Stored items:
________

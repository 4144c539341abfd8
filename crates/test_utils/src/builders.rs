//! Test Data Builders
//!
//! Builder patterns for constructing test data with sensible defaults.
//! Tests specify only the relevant fields.

use rust_decimal::Decimal;
use rust_decimal_macros::dec;

use core_kernel::{PropertyId, RentalId, TenantId};
use domain_rental::{LatestEffectivePrice, PriceSchedule, Rental, RentalTerms};
use domain_receipt::{add_payment_line, apply_edit, build_ledger, Ledger, LedgerEdit, ReceiptError};

use crate::fixtures::{date, LabelFixtures};

/// Builder for rental records
pub struct TestRentalBuilder {
    property_id: PropertyId,
    tenant_id: TenantId,
    start: (i32, u32),
    end_date: Option<String>,
    rent: Decimal,
    charges: Decimal,
    deposit: Decimal,
}

impl Default for TestRentalBuilder {
    fn default() -> Self {
        Self::new()
    }
}

impl TestRentalBuilder {
    /// Creates a builder for a June 2024 lease at 800 + 50
    pub fn new() -> Self {
        Self {
            property_id: PropertyId::new(),
            tenant_id: TenantId::new(),
            start: (2024, 6),
            end_date: None,
            rent: dec!(800),
            charges: dec!(50),
            deposit: Decimal::ZERO,
        }
    }

    pub fn for_property(mut self, id: PropertyId) -> Self {
        self.property_id = id;
        self
    }

    pub fn for_tenant(mut self, id: TenantId) -> Self {
        self.tenant_id = id;
        self
    }

    /// Sets the lease start to the first of `month`
    pub fn starting(mut self, year: i32, month: u32) -> Self {
        self.start = (year, month);
        self
    }

    pub fn ending(mut self, end_date: impl Into<String>) -> Self {
        self.end_date = Some(end_date.into());
        self
    }

    pub fn with_rent(mut self, rent: Decimal) -> Self {
        self.rent = rent;
        self
    }

    pub fn with_charges(mut self, charges: Decimal) -> Self {
        self.charges = charges;
        self
    }

    pub fn with_deposit(mut self, deposit: Decimal) -> Self {
        self.deposit = deposit;
        self
    }

    pub fn terms(&self) -> RentalTerms {
        let (year, month) = self.start;
        let from = date(year, month, 1);
        let terms = RentalTerms::new(format!("01/{:02}/{}", month, year))
            .with_rent(PriceSchedule::starting(from, self.rent))
            .with_charges(PriceSchedule::starting(from, self.charges));
        match &self.end_date {
            Some(end) => terms.with_end_date(end.clone()),
            None => terms,
        }
    }

    pub fn build(self) -> Rental {
        Rental::new(self.property_id, self.tenant_id, self.terms()).with_deposit(self.deposit)
    }
}

/// Builder for ledgers with edits already applied
///
/// Edits are applied in the order they were added, through the same editor
/// functions the application uses.
pub struct TestLedgerBuilder {
    terms: RentalTerms,
    year: i32,
    steps: Vec<Step>,
}

enum Step {
    AddLine(usize),
    Edit(usize, LedgerEdit),
}

impl TestLedgerBuilder {
    pub fn new(terms: RentalTerms) -> Self {
        Self { terms, year: 2024, steps: Vec::new() }
    }

    pub fn for_year(mut self, year: i32) -> Self {
        self.year = year;
        self
    }

    /// Records a payment on `line` of the month at `month_index`
    pub fn paid(mut self, month_index: usize, line: usize, amount: Decimal) -> Self {
        self.steps.push(Step::Edit(
            month_index,
            LedgerEdit::SetPayment { line, value: amount.to_string() },
        ));
        self
    }

    pub fn with_fees(mut self, month_index: usize, fees: Decimal) -> Self {
        self.steps.push(Step::Edit(month_index, LedgerEdit::SetMiscFees(fees.to_string())));
        self
    }

    pub fn with_extra_line(mut self, month_index: usize) -> Self {
        self.steps.push(Step::AddLine(month_index));
        self
    }

    pub fn try_build(self) -> Result<Ledger, ReceiptError> {
        let labels = LabelFixtures::english();
        let mut ledger = build_ledger(RentalId::new(), &self.terms, &labels, self.year, &LatestEffectivePrice)?;
        for step in self.steps {
            ledger = match step {
                Step::AddLine(month_index) => add_payment_line(&ledger, month_index)?,
                Step::Edit(month_index, edit) => apply_edit(&ledger, month_index, edit)?,
            };
        }
        Ok(ledger)
    }

    /// Builds the ledger, panicking on any rejected step
    pub fn build(self) -> Ledger {
        match self.try_build() {
            Ok(ledger) => ledger,
            Err(err) => panic!("test ledger could not be built: {}", err),
        }
    }
}
//! Price schedules and the price lookup rule
//!
//! A schedule is an unordered list of `(effective_from, amount)` entries. The
//! amount due for a month is the one from the most recent entry that has
//! taken effect by that month; an entry effective on any day of a month
//! applies to the whole month.

use chrono::NaiveDate;
use rust_decimal::Decimal;
use serde::{Deserialize, Serialize};
use thiserror::Error;

use core_kernel::YearMonth;

/// Errors raised by a price lookup
#[derive(Debug, Error, Clone, PartialEq, Eq)]
pub enum PricingError {
    #[error("No price effective by {0}")]
    PriceNotFound(YearMonth),
}

/// One price point of a schedule
#[derive(Debug, Clone, PartialEq, Eq, Serialize, Deserialize)]
pub struct PriceEntry {
    /// First day the amount applies
    pub effective_from: NaiveDate,
    /// Monthly amount
    pub amount: Decimal,
}

impl PriceEntry {
    pub fn new(effective_from: NaiveDate, amount: Decimal) -> Self {
        Self { effective_from, amount }
    }

    /// Month from which this entry applies
    pub fn effective_month(&self) -> YearMonth {
        YearMonth::of(self.effective_from)
    }
}

/// The price history of one amount (rent or charges)
#[derive(Debug, Clone, PartialEq, Eq, Default, Serialize, Deserialize)]
#[serde(transparent)]
pub struct PriceSchedule {
    entries: Vec<PriceEntry>,
}

impl PriceSchedule {
    pub fn new(entries: Vec<PriceEntry>) -> Self {
        Self { entries }
    }

    /// A schedule with a single amount effective from `from`
    pub fn starting(from: NaiveDate, amount: Decimal) -> Self {
        Self {
            entries: vec![PriceEntry::new(from, amount)],
        }
    }

    /// Adds a price change
    pub fn with_change(mut self, from: NaiveDate, amount: Decimal) -> Self {
        self.entries.push(PriceEntry::new(from, amount));
        self
    }

    pub fn entries(&self) -> &[PriceEntry] {
        &self.entries
    }

    pub fn is_empty(&self) -> bool {
        self.entries.is_empty()
    }

    /// Returns the first negative entry, if any
    pub fn first_negative(&self) -> Option<&PriceEntry> {
        self.entries.iter().find(|e| e.amount.is_sign_negative() && !e.amount.is_zero())
    }
}

/// Resolves the amount a schedule prescribes for a month
pub trait PriceLookup: Send + Sync {
    fn price_at(&self, schedule: &PriceSchedule, period: YearMonth) -> Result<Decimal, PricingError>;
}

/// Picks the latest entry whose effective month is not after the target
///
/// When two entries take effect on the same date the one listed last wins.
#[derive(Debug, Clone, Copy, Default)]
pub struct LatestEffectivePrice;

impl PriceLookup for LatestEffectivePrice {
    fn price_at(&self, schedule: &PriceSchedule, period: YearMonth) -> Result<Decimal, PricingError> {
        schedule
            .entries
            .iter()
            .filter(|entry| entry.effective_month() <= period)
            .max_by_key(|entry| entry.effective_from)
            .map(|entry| entry.amount)
            .ok_or(PricingError::PriceNotFound(period))
    }
}

#[cfg(test)]
mod tests {
    use super::*;
    use rust_decimal_macros::dec;

    fn date(y: i32, m: u32, d: u32) -> NaiveDate {
        NaiveDate::from_ymd_opt(y, m, d).unwrap()
    }

    fn ym(y: i32, m: u32) -> YearMonth {
        YearMonth::new(y, m).unwrap()
    }

    #[test]
    fn test_entry_mid_month_applies_to_whole_month() {
        let schedule = PriceSchedule::starting(date(2024, 6, 15), dec!(800));
        assert_eq!(LatestEffectivePrice.price_at(&schedule, ym(2024, 6)), Ok(dec!(800)));
    }

    #[test]
    fn test_before_first_entry_is_not_found() {
        let schedule = PriceSchedule::starting(date(2024, 6, 1), dec!(800));
        assert_eq!(
            LatestEffectivePrice.price_at(&schedule, ym(2024, 5)),
            Err(PricingError::PriceNotFound(ym(2024, 5)))
        );
    }

    #[test]
    fn test_latest_change_wins_regardless_of_order() {
        let schedule = PriceSchedule::starting(date(2025, 1, 1), dec!(820))
            .with_change(date(2024, 1, 1), dec!(800));

        assert_eq!(LatestEffectivePrice.price_at(&schedule, ym(2024, 12)), Ok(dec!(800)));
        assert_eq!(LatestEffectivePrice.price_at(&schedule, ym(2025, 1)), Ok(dec!(820)));
    }

    #[test]
    fn test_same_date_last_listed_wins() {
        let schedule = PriceSchedule::starting(date(2024, 1, 1), dec!(800))
            .with_change(date(2024, 1, 1), dec!(810));
        assert_eq!(LatestEffectivePrice.price_at(&schedule, ym(2024, 3)), Ok(dec!(810)));
    }

    #[test]
    fn test_empty_schedule_is_not_found() {
        let schedule = PriceSchedule::default();
        assert!(LatestEffectivePrice.price_at(&schedule, ym(2024, 1)).is_err());
    }
}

________

== About this exercise ==
The answer should consist only of the number of lines above in which "Debug" appears.

== Task output ==
4